Find all the lines in the entries below that hold the word "EdgePair" and copy them.

## Provided material
▼

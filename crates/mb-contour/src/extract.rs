use mb_core::{ImageView, Point2f};

use crate::contour::Segment;

/// Side of a marching-squares cell crossed by the boundary.
///
/// Corners are named with `y` growing upwards: bottom-left is the sample
/// `(x, y)`, top-right is `(x + 1, y + 1)`.
#[derive(Debug, Clone, Copy, PartialEq, Eq)]
enum CellEdge {
    /// bottom-left to bottom-right
    Bottom,
    /// bottom-right to top-right
    Right,
    /// top-right to top-left
    Top,
    /// bottom-left to top-left
    Left,
}

type EdgePair = (CellEdge, CellEdge);

#[derive(Debug, Clone, Copy)]
enum CellCase {
    Empty,
    Single(EdgePair),
    /// Checkerboard masks. `joined` applies when the cell center is inside.
    Saddle {
        joined: [EdgePair; 2],
        split: [EdgePair; 2],
    },
}

use CellEdge::{Bottom, Left, Right, Top};

/// Indexed by the corner mask: bit 0 bottom-left, bit 1 bottom-right,
/// bit 2 top-right, bit 3 top-left.
static CELL_CASES: [CellCase; 16] = [
    CellCase::Empty,
    CellCase::Single((Left, Bottom)),
    CellCase::Single((Bottom, Right)),
    CellCase::Single((Left, Right)),
    CellCase::Single((Right, Top)),
    CellCase::Saddle {
        joined: [(Left, Top), (Bottom, Right)],
        split: [(Left, Bottom), (Top, Right)],
    },
    CellCase::Single((Bottom, Top)),
    CellCase::Single((Left, Top)),
    CellCase::Single((Top, Left)),
    CellCase::Single((Top, Bottom)),
    CellCase::Saddle {
        joined: [(Right, Top), (Bottom, Left)],
        split: [(Right, Bottom), (Top, Left)],
    },
    CellCase::Single((Right, Top)),
    CellCase::Single((Right, Left)),
    CellCase::Single((Bottom, Right)),
    CellCase::Single((Bottom, Left)),
    CellCase::Empty,
];

#[derive(Debug, Clone, PartialEq)]
pub struct ExtractConfig {
    /// Samples `>= threshold` are inside.
    pub threshold: f32,
    /// Crossing points are snapped to multiples of this step.
    pub snap_eps: f32,
}

impl Default for ExtractConfig {
    fn default() -> Self {
        Self {
            threshold: 0.5,
            snap_eps: 0.01,
        }
    }
}

#[derive(Debug, Clone, Copy)]
struct CellCorners {
    bl: f32,
    br: f32,
    tr: f32,
    tl: f32,
}

impl CellCorners {
    fn mask(&self, threshold: f32) -> usize {
        let mut m = 0;
        if self.bl >= threshold {
            m |= 1;
        }
        if self.br >= threshold {
            m |= 2;
        }
        if self.tr >= threshold {
            m |= 4;
        }
        if self.tl >= threshold {
            m |= 8;
        }
        m
    }

    fn center(&self) -> f32 {
        (self.bl + self.br + self.tr + self.tl) * 0.25
    }
}

/// Runs marching squares over `alpha` and returns unordered boundary
/// segments in pixel space.
///
/// Sample `(x, y)` sits at `(x + 0.5, y + 0.5)`, so a hard 0/1 mask yields
/// boundaries on pixel edges. Images narrower or shorter than two samples
/// have no cells and produce nothing.
pub fn extract_segments(alpha: &ImageView<'_, f32>, cfg: &ExtractConfig) -> Vec<Segment> {
    let (w, h) = (alpha.width(), alpha.height());
    let mut segments = Vec::new();
    if w < 2 || h < 2 {
        return segments;
    }

    for y in 0..h - 1 {
        let lower = alpha.row(y);
        let upper = alpha.row(y + 1);
        for x in 0..w - 1 {
            let corners = CellCorners {
                bl: lower[x],
                br: lower[x + 1],
                tr: upper[x + 1],
                tl: upper[x],
            };

            let pairs: &[EdgePair] = match &CELL_CASES[corners.mask(cfg.threshold)] {
                CellCase::Empty => continue,
                CellCase::Single(pair) => std::slice::from_ref(pair),
                CellCase::Saddle { joined, split } => {
                    if corners.center() >= cfg.threshold {
                        &joined[..]
                    } else {
                        &split[..]
                    }
                }
            };

            let origin = Point2f::new(x as f32 + 0.5, y as f32 + 0.5);
            for &(ea, eb) in pairs {
                let a = crossing_point(ea, &corners, origin, cfg.threshold).snap(cfg.snap_eps);
                let b = crossing_point(eb, &corners, origin, cfg.threshold).snap(cfg.snap_eps);
                segments.push(Segment::new(a, b));
            }
        }
    }

    segments
}

fn crossing_point(edge: CellEdge, c: &CellCorners, origin: Point2f, threshold: f32) -> Point2f {
    let ((x0, y0), (x1, y1), a0, a1) = match edge {
        CellEdge::Bottom => ((0.0, 0.0), (1.0, 0.0), c.bl, c.br),
        CellEdge::Right => ((1.0, 0.0), (1.0, 1.0), c.br, c.tr),
        CellEdge::Top => ((1.0, 1.0), (0.0, 1.0), c.tr, c.tl),
        CellEdge::Left => ((0.0, 0.0), (0.0, 1.0), c.bl, c.tl),
    };

    let t = if (a1 - a0).abs() < 1e-6 {
        0.5
    } else {
        ((threshold - a0) / (a1 - a0)).clamp(0.0, 1.0)
    };

    let p0 = Point2f::new(origin.x + x0, origin.y + y0);
    let p1 = Point2f::new(origin.x + x1, origin.y + y1);
    p0.lerp(p1, t)
}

▲

## Result of the task
type EdgePair = (CellEdge, CellEdge);
    Single(EdgePair),
        joined: [EdgePair; 2],
        split: [EdgePair; 2],
            let pairs: &[EdgePair] = match &CELL_CASES[corners.mask(cfg.threshold)] {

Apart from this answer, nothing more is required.